# What the task asks
Every line of the material that mentions the word "challenge" should be copied out.

--- Records for the task ---

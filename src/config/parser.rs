use crate::config::types::Config;
use crate::config::validation::validate;
use crate::ConfigError;
use sha2::{Digest, Sha256};
use std::path::Path;

/// Loads and parses a configuration file from the given path
///
/// Missing sections and keys fall back to their defaults, so an empty file is
/// a valid configuration.
///
/// # Arguments
///
/// * `path` - Path to the TOML configuration file
///
/// # Returns
///
/// * `Ok(Config)` - Successfully loaded and validated configuration
/// * `Err(ConfigError)` - Failed to load, parse, or validate the configuration
///
/// # Example
///
/// ```no_run
/// use std::path::Path;
/// use forum_archiver::config::load_config;
///
/// let config = load_config(Path::new("archiver.toml")).unwrap();
/// println!("Delay: {}ms", config.timing.request_delay_ms);
/// ```
pub fn load_config(path: &Path) -> Result<Config, ConfigError> {
    let content = std::fs::read_to_string(path)?;
    parse_config(&content)
}

/// Parses and validates configuration from a TOML string
pub fn parse_config(content: &str) -> Result<Config, ConfigError> {
    let config: Config = toml::from_str(content)?;
    validate(&config)?;
    Ok(config)
}

/// Computes a SHA-256 hash of the configuration file content
///
/// Logged at startup so runs against the same output directory can be told
/// apart when their policy differs.
pub fn compute_config_hash(path: &Path) -> Result<String, ConfigError> {
    let content = std::fs::read_to_string(path)?;
    let mut hasher = Sha256::new();
    hasher.update(content.as_bytes());
    let result = hasher.finalize();
    Ok(hex::encode(result))
}

/// Loads a configuration and returns both the config and its hash
pub fn load_config_with_hash(path: &Path) -> Result<(Config, String), ConfigError> {
    let config = load_config(path)?;
    let hash = compute_config_hash(path)?;
    Ok((config, hash))
}

#[cfg(test)]
mod tests {
    use super::*;
    use std::io::Write;
    use tempfile::NamedTempFile;

    fn create_temp_config(content: &str) -> NamedTempFile {
        let mut file = NamedTempFile::new().unwrap();
        file.write_all(content.as_bytes()).unwrap();
        file.flush().unwrap();
        file
    }

    #[test]
    fn test_load_valid_config() {
        let config_content = r#"
[site]
base-url = "https://forum.example.com/"

[timing]
request-delay-ms = 1000
retry-attempts = 5

[challenge]
phrases = ["just a moment"]

[pagination]
max-search-pages = 50
max-topic-pages = 200

[output]
directory = "/tmp/archive"
"#;

        let file = create_temp_config(config_content);
        let config = load_config(file.path()).unwrap();

        assert_eq!(config.site.base_url, "https://forum.example.com/");
        assert_eq!(config.timing.request_delay_ms, 1000);
        assert_eq!(config.timing.retry_attempts, 5);
        // Unspecified keys keep their defaults
        assert_eq!(config.timing.settle_ms, 3000);
        assert_eq!(config.challenge.phrases, vec!["just a moment".to_string()]);
        assert_eq!(config.pagination.max_search_pages, 50);
        assert_eq!(config.pagination.topic_page_size, 10);
        assert_eq!(config.pagination.max_topic_pages, 200);
        assert_eq!(config.output.directory, Path::new("/tmp/archive"));
    }

    #[test]
    fn test_empty_config_uses_defaults() {
        let config = parse_config("").unwrap();
        assert_eq!(config.timing.request_delay_ms, 2500);
        assert_eq!(config.timing.navigation_timeout_ms, 120_000);
        assert_eq!(config.pagination.max_search_pages, 400);
        assert_eq!(config.pagination.max_topic_pages, 1000);
        assert_eq!(config.expand.max_rounds, 5);
        assert_eq!(config.challenge.phrases.len(), 5);
    }

    #[test]
    fn test_load_config_with_invalid_path() {
        let result = load_config(Path::new("/nonexistent/archiver.toml"));
        assert!(result.is_err());
    }

    #[test]
    fn test_load_config_with_invalid_toml() {
        let file = create_temp_config("this is not valid TOML {{{");
        let result = load_config(file.path());
        assert!(matches!(result, Err(ConfigError::Parse(_))));
    }

    #[test]
    fn test_load_config_with_validation_error() {
        let file = create_temp_config("[timing]\nretry-attempts = 0\n");
        let result = load_config(file.path());
        assert!(matches!(result, Err(ConfigError::Validation(_))));
    }

    #[test]
    fn test_compute_config_hash() {
        let file = create_temp_config("test content");

        let hash1 = compute_config_hash(file.path()).unwrap();
        let hash2 = compute_config_hash(file.path()).unwrap();

        assert_eq!(hash1, hash2);
        assert_eq!(hash1.len(), 64);
    }

    #[test]
    fn test_different_content_different_hash() {
        let file1 = create_temp_config("content 1");
        let file2 = create_temp_config("content 2");

        let hash1 = compute_config_hash(file1.path()).unwrap();
        let hash2 = compute_config_hash(file2.path()).unwrap();

        assert_ne!(hash1, hash2);
    }
}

---

# Written answer
[challenge]
        assert_eq!(config.challenge.phrases, vec!["just a moment".to_string()]);
        assert_eq!(config.challenge.phrases.len(), 5);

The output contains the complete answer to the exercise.